● **Instructions to follow**
The response should hold each line from the entries below where "Some" is found.

::: Record extracts :::

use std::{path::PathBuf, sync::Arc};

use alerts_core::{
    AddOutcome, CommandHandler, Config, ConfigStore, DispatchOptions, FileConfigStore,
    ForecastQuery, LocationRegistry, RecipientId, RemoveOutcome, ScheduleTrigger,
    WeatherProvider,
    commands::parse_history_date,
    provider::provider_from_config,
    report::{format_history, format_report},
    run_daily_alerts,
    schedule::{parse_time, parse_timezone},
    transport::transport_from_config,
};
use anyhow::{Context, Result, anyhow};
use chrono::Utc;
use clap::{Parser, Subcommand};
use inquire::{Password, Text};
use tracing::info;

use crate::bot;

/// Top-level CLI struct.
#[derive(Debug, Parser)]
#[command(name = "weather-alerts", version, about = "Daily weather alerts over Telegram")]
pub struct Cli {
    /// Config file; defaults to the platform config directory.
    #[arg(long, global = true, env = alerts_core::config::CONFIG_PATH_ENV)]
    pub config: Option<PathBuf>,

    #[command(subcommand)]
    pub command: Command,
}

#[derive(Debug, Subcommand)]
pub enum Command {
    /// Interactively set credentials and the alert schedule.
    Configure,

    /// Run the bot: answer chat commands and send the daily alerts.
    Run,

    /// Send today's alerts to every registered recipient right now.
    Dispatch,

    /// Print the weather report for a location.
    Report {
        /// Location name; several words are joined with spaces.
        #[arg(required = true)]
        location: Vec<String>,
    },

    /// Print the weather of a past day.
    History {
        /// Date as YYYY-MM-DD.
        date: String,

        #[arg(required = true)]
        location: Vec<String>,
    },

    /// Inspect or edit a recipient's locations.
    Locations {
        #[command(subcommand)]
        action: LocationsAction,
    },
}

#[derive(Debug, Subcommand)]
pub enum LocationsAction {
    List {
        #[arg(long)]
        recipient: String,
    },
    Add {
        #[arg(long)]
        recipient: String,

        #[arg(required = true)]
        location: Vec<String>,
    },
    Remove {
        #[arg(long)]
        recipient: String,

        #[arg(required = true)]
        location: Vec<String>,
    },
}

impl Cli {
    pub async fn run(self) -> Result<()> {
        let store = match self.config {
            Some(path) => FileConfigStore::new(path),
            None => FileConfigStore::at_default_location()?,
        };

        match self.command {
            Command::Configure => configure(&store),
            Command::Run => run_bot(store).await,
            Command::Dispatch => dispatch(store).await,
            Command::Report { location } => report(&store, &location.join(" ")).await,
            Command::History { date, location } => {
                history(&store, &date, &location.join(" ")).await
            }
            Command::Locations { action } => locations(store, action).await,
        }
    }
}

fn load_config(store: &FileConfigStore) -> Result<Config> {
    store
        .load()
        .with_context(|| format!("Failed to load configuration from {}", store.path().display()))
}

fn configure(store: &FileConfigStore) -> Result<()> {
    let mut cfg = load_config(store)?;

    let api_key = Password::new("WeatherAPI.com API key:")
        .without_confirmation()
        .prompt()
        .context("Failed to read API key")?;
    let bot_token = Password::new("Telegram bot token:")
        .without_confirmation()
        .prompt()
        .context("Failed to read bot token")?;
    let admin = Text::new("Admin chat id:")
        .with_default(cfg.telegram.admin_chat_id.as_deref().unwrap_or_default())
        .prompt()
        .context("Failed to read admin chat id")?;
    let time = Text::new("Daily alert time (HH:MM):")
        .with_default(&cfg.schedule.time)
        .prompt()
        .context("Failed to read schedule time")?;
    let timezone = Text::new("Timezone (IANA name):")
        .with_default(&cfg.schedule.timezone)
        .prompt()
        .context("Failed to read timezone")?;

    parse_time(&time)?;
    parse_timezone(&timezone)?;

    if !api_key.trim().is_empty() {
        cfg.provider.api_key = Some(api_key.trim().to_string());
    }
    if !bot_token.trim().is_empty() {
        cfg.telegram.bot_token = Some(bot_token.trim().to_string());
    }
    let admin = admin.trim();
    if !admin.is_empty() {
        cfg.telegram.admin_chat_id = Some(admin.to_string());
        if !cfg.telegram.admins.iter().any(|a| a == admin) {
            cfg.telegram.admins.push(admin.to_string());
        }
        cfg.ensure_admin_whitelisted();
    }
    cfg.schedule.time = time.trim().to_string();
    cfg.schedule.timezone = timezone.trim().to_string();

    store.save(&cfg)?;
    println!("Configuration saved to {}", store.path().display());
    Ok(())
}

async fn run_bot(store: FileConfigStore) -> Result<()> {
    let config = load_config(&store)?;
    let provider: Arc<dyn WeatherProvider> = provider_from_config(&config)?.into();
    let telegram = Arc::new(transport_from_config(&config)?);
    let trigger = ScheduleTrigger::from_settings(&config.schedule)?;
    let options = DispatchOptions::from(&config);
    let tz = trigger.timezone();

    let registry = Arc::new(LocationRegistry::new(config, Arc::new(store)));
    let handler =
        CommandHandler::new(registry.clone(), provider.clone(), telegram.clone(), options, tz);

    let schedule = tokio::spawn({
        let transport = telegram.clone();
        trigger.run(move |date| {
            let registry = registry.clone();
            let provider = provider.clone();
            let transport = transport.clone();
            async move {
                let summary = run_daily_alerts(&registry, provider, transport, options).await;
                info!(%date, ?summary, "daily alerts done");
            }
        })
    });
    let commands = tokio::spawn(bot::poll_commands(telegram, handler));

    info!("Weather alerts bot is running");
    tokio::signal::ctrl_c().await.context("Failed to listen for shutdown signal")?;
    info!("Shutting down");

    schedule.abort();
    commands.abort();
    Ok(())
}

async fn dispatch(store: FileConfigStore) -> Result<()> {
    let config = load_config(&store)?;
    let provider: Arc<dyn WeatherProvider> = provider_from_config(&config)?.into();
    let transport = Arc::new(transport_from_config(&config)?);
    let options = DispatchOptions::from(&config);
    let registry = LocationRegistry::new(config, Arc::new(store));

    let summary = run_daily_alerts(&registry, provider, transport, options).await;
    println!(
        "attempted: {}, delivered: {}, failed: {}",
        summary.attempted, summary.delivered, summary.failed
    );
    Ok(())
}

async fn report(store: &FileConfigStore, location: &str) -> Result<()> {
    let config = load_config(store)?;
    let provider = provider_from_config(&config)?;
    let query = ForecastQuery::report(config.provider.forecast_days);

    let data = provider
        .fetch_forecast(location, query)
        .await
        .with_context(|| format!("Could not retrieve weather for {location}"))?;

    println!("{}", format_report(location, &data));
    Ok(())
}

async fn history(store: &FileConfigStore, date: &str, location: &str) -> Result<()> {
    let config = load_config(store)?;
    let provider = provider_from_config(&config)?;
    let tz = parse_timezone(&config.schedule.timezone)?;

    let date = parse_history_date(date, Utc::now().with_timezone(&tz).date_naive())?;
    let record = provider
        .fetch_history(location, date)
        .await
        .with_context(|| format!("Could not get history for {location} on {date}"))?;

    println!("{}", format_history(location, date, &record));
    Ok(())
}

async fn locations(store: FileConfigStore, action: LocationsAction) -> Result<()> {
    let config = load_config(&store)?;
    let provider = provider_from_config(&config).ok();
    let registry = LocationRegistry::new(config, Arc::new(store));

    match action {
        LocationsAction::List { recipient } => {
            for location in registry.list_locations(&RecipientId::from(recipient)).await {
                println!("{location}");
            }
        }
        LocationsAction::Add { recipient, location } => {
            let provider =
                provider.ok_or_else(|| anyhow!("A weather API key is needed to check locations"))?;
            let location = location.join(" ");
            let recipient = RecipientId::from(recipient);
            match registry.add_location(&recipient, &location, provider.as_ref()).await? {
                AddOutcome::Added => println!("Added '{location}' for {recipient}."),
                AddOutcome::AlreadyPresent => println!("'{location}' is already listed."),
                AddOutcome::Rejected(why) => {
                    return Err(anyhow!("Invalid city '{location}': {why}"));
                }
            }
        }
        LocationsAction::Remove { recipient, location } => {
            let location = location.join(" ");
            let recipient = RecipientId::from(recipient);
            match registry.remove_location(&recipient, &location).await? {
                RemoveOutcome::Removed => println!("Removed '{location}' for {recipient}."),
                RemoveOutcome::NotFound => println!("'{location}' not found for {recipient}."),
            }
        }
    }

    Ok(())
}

:::

● **Solution to this task**
            Some(path) => FileConfigStore::new(path),
        cfg.provider.api_key = Some(api_key.trim().to_string());
        cfg.telegram.bot_token = Some(bot_token.trim().to_string());
        cfg.telegram.admin_chat_id = Some(admin.to_string());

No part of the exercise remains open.